> [ASSIGNED TASK]: Each line that includes the word "ccode" should be copied from the records.

> [SOURCE MATERIAL]:
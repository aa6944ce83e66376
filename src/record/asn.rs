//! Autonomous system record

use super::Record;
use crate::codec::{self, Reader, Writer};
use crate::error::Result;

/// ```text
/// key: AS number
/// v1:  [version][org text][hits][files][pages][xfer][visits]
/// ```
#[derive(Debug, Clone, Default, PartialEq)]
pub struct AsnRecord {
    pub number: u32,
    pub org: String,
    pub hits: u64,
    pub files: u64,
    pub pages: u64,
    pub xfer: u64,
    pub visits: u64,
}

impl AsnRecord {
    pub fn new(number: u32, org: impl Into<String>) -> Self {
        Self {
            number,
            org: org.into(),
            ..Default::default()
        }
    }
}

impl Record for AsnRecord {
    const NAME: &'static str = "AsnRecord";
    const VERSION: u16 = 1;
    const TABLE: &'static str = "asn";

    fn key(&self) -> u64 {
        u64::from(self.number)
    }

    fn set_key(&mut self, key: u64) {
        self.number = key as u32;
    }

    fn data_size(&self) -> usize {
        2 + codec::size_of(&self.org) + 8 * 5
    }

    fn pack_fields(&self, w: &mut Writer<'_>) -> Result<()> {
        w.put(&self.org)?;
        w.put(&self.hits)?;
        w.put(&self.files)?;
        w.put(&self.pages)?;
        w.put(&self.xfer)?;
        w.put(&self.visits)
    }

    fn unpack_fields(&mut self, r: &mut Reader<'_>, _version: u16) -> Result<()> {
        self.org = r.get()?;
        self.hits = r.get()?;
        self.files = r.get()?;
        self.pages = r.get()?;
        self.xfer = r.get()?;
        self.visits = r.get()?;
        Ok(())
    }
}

* * *

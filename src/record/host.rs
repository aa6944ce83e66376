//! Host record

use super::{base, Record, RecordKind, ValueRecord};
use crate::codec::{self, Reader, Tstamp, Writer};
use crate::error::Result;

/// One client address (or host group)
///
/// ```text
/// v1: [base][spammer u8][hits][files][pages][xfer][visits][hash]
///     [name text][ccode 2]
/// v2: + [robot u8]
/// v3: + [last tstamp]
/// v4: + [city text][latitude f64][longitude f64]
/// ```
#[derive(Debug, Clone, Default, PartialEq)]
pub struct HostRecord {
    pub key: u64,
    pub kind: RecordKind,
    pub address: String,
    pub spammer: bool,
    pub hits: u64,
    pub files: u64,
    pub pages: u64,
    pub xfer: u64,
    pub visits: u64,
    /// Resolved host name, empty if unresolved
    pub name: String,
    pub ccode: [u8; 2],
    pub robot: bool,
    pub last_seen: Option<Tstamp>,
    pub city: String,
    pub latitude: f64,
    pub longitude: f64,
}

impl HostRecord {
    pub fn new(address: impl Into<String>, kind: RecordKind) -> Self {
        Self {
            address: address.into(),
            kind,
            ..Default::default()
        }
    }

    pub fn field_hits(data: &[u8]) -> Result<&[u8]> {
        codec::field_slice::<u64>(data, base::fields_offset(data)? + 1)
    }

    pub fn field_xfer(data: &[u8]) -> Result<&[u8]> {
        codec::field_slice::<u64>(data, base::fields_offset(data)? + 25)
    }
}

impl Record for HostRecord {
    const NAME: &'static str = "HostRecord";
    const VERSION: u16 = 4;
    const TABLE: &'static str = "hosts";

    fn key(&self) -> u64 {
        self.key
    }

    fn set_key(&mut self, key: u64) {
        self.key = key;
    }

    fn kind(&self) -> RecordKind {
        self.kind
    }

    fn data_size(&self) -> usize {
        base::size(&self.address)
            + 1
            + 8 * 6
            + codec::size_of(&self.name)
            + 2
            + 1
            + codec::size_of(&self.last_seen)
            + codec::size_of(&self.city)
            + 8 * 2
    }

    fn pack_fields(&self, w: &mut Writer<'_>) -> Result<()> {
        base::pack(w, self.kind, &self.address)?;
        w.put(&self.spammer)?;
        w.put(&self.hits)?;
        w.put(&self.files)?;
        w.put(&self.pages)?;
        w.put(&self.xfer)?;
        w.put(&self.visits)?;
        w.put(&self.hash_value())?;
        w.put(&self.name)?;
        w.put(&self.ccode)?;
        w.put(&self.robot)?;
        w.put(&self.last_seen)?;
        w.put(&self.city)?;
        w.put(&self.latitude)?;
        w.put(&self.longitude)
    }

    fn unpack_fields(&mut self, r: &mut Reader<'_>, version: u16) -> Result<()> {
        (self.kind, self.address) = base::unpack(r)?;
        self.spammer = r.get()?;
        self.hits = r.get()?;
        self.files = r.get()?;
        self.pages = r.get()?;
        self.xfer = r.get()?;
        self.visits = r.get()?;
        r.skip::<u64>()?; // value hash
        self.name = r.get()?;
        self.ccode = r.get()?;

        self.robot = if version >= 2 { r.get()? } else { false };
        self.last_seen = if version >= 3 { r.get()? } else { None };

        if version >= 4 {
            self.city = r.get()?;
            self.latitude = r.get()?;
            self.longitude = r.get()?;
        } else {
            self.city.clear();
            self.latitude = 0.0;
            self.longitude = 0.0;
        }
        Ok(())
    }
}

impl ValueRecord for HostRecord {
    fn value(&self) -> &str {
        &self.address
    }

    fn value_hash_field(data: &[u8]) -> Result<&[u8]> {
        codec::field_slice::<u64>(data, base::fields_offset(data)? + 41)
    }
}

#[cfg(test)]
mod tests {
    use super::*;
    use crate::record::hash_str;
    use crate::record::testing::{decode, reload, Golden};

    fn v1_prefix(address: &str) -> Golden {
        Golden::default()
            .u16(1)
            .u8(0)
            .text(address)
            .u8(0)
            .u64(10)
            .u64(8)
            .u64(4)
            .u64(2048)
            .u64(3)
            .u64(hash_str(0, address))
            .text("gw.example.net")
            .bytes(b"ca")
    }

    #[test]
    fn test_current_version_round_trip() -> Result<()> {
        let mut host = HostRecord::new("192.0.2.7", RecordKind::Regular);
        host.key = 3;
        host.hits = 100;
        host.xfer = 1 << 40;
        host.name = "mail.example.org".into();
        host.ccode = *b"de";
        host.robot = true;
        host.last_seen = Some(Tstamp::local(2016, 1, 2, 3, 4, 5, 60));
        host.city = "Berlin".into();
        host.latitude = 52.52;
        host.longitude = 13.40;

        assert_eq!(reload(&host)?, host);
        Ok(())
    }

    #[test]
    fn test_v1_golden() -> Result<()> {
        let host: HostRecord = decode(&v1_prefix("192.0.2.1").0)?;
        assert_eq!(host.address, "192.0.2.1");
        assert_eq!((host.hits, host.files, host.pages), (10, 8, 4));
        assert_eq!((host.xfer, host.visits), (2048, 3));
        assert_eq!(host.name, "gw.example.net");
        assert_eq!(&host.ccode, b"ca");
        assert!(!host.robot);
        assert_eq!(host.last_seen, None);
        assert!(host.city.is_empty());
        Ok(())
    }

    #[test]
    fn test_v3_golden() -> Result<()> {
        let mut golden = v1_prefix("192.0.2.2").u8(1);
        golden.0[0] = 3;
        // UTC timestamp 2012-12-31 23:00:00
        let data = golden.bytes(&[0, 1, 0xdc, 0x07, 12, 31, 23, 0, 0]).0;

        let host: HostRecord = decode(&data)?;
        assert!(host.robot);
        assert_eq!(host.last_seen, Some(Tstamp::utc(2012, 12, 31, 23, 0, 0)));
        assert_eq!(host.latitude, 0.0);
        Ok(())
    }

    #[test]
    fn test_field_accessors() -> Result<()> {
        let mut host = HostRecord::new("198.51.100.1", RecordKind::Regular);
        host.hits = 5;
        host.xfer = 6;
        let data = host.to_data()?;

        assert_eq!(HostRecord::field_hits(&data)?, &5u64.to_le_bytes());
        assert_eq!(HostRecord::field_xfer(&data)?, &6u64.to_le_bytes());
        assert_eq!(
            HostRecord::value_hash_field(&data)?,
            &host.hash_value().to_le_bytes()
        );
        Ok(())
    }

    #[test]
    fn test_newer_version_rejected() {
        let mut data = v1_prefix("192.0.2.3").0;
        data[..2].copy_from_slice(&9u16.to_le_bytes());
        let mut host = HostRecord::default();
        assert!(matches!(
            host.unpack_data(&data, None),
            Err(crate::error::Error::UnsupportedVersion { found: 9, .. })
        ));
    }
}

...

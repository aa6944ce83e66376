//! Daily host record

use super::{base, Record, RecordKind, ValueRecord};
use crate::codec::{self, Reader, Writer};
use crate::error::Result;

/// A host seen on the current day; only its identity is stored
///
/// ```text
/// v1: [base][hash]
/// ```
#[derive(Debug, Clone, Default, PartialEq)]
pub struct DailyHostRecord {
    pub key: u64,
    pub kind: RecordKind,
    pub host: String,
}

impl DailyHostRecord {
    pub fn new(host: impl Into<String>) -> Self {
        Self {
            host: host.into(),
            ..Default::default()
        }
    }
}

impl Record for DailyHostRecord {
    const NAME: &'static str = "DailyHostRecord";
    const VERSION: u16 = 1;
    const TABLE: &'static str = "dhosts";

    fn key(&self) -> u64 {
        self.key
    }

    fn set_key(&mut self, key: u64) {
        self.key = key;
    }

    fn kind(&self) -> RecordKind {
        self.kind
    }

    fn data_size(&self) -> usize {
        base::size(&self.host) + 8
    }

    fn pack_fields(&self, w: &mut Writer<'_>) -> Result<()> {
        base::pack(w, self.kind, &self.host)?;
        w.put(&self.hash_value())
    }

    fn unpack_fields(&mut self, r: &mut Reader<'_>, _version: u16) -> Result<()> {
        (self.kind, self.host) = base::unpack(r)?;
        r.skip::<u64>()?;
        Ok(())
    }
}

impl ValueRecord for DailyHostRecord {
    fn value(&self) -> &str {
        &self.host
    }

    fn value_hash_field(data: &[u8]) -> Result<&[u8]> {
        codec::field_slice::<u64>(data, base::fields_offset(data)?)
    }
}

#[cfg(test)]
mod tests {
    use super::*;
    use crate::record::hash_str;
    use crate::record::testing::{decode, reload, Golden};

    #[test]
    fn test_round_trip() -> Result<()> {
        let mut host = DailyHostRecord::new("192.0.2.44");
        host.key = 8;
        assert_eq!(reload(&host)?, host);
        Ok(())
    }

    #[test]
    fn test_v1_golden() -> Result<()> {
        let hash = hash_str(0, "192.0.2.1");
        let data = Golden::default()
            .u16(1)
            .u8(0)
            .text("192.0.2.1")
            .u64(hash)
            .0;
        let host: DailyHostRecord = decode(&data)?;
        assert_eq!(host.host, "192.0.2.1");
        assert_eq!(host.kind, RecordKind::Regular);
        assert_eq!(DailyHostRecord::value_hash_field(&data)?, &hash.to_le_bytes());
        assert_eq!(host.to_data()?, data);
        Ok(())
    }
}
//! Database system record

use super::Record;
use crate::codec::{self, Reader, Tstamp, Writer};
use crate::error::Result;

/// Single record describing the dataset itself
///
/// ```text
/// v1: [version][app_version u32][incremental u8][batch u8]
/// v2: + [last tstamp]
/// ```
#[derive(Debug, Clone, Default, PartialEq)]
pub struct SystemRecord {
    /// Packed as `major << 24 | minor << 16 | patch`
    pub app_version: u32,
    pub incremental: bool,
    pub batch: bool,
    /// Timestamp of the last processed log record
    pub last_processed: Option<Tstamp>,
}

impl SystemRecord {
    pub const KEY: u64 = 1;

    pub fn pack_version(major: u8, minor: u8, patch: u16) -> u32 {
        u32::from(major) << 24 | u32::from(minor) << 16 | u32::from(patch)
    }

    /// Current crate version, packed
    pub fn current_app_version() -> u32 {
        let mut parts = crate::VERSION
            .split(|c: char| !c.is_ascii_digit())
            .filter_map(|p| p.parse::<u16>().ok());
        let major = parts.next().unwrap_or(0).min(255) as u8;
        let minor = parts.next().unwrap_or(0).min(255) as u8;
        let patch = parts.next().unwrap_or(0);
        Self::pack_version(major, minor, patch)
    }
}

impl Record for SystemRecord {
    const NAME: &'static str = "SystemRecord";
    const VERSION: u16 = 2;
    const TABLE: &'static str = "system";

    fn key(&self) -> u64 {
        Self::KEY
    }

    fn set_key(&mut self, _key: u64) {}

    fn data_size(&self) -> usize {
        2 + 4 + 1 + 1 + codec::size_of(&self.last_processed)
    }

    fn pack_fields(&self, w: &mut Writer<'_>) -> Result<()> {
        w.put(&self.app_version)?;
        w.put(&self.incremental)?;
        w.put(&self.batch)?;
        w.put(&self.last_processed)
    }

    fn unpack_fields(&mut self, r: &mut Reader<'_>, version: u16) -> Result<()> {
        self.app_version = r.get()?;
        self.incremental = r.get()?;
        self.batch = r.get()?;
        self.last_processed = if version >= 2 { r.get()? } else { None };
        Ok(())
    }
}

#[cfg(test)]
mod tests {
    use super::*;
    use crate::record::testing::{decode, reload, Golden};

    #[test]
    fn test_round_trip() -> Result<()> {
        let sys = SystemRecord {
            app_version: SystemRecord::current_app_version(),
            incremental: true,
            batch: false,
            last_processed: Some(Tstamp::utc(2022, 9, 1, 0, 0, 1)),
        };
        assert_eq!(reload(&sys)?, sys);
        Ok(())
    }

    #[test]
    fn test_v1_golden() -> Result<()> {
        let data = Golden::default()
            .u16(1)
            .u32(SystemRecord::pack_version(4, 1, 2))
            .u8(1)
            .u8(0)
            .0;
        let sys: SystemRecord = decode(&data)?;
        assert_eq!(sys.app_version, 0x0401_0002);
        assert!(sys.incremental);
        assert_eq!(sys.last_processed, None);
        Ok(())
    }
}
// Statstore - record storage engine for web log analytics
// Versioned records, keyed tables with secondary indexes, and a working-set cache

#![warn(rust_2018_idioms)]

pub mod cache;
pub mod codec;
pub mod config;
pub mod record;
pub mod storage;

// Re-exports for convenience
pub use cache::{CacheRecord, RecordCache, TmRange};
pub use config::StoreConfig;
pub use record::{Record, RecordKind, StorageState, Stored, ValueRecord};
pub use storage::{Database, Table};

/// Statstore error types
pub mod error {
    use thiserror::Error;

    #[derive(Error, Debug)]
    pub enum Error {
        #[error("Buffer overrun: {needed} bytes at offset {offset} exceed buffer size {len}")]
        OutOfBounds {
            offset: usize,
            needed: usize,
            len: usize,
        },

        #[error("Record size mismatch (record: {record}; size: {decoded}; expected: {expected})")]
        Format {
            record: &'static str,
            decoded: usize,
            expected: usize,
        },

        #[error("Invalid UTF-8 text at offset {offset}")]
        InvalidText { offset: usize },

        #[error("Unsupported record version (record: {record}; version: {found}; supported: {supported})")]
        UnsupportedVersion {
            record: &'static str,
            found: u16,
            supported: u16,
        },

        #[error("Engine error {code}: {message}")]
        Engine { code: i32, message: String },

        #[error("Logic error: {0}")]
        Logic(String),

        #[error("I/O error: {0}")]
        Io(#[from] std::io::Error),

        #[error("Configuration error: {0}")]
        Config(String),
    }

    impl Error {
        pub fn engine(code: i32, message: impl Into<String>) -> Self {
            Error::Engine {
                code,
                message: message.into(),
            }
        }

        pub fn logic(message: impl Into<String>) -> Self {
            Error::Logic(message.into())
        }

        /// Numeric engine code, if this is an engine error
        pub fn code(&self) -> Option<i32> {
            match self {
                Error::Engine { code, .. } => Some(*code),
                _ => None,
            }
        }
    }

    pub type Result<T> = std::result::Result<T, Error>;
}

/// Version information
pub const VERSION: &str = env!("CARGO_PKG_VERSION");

> [TASK RESULT]:
///     [name text][ccode 2]
    pub ccode: [u8; 2],
        w.put(&self.ccode)?;
        self.ccode = r.get()?;
        host.ccode = *b"de";
        assert_eq!(&host.ccode, b"ca");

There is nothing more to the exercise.